The mechanisms of lung microvascular complications and pulmonary hypertension known to be associated with idiopathic pulmonary fibrosis (IPF), a debilitating lung disease, are not known. The bioactive lipid signal mediator, phosphatidic acid (PA), generated by phospholipase D (PLD), is emerging as a key player in vascular endothelial dysfunctions. Therefore, we investigated whether bleomycin, the widely used experimental IPF inducer, would be capable of activating PLD and generating PA in our established bovine lung microvascular EC (BLMVEC) model. Our results revealed that bleomycin induced the activation of PLD and generation of PA in a dose-dependent (0-100 μg) and time-dependent (2-12 h) fashion that were significantly attenuated by the PLD-specific inhibitor, 5-fluoro-2-indolyl deschlorohalopemide (FIPI). PLD activation and PA generation induced by bleomycin (5 μg) were significantly attenuated by the thiol protectant (N-acetylcysteine), antioxidants, and iron chelators, suggesting the role of reactive oxygen species (ROS), lipid peroxidation, and iron therein. Furthermore, our study demonstrated the formation of ROS and loss of glutathione (GSH) in cells following bleomycin treatment, confirming oxidative stress as a key player in the bleomycin-induced PLD activation and PA generation in ECs.
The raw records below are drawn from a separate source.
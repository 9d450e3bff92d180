//! Carts Repository

use jiff_sqlx::Timestamp as SqlxTimestamp;
use sqlx::{FromRow, Postgres, Row, Transaction, postgres::PgRow, query, query_as};
use uuid::Uuid;

use crate::domain::carts::models::Cart;

const CREATE_CART_SQL: &str = include_str!("../sql/create_cart.sql");
const GET_CART_SQL: &str = include_str!("../sql/get_cart.sql");
const TOUCH_CART_SQL: &str = include_str!("../sql/touch_cart.sql");
const DELETE_CART_SQL: &str = include_str!("../sql/delete_cart.sql");
const PURGE_EXPIRED_CARTS_SQL: &str = include_str!("../sql/purge_expired_carts.sql");

#[derive(Debug, Clone, Default)]
pub(crate) struct PgCartsRepository;

impl PgCartsRepository {
    #[must_use]
    pub(crate) fn new() -> Self {
        Self
    }

    pub(crate) async fn create_cart(
        &self,
        tx: &mut Transaction<'_, Postgres>,
        cart: Uuid,
    ) -> Result<Cart, sqlx::Error> {
        query_as::<Postgres, Cart>(CREATE_CART_SQL)
            .bind(cart)
            .fetch_one(&mut **tx)
            .await
    }

    pub(crate) async fn get_cart(
        &self,
        tx: &mut Transaction<'_, Postgres>,
        cart: Uuid,
    ) -> Result<Cart, sqlx::Error> {
        query_as::<Postgres, Cart>(GET_CART_SQL)
            .bind(cart)
            .fetch_one(&mut **tx)
            .await
    }

    /// Bumps `updated_at` so the expiry sweep sees the session as live.
    pub(crate) async fn touch_cart(
        &self,
        tx: &mut Transaction<'_, Postgres>,
        cart: Uuid,
    ) -> Result<(), sqlx::Error> {
        query(TOUCH_CART_SQL).bind(cart).execute(&mut **tx).await?;

        Ok(())
    }

    pub(crate) async fn delete_cart(
        &self,
        tx: &mut Transaction<'_, Postgres>,
        cart: Uuid,
    ) -> Result<u64, sqlx::Error> {
        let rows_affected = query(DELETE_CART_SQL)
            .bind(cart)
            .execute(&mut **tx)
            .await?
            .rows_affected();

        Ok(rows_affected)
    }

    pub(crate) async fn purge_expired(
        &self,
        tx: &mut Transaction<'_, Postgres>,
        ttl_hours: i32,
    ) -> Result<u64, sqlx::Error> {
        let rows_affected = query(PURGE_EXPIRED_CARTS_SQL)
            .bind(ttl_hours)
            .execute(&mut **tx)
            .await?
            .rows_affected();

        Ok(rows_affected)
    }
}

impl<'r> FromRow<'r, PgRow> for Cart {
    fn from_row(row: &'r PgRow) -> sqlx::Result<Self> {
        Ok(Self {
            uuid: row.try_get("uuid")?,
            items: Vec::new(),
            created_at: row.try_get::<SqlxTimestamp, _>("created_at")?.to_jiff(),
            updated_at: row.try_get::<SqlxTimestamp, _>("updated_at")?.to_jiff(),
        })
    }
}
More noticeably, PLD activation and PA generation were observed to occur upstream of cytotoxic response (cell morphology alterations or lactate dehydrogenase release) in BLMVECs, which was protected by FIPI. Overall, this study revealed novel information that bleomycin induced the redox-sensitive activation of PLD leading to the generation of PA, capable of inducing lung EC cytotoxicity, thus suggesting possible mechanism(s) of microvascular disorders encountered in IPF.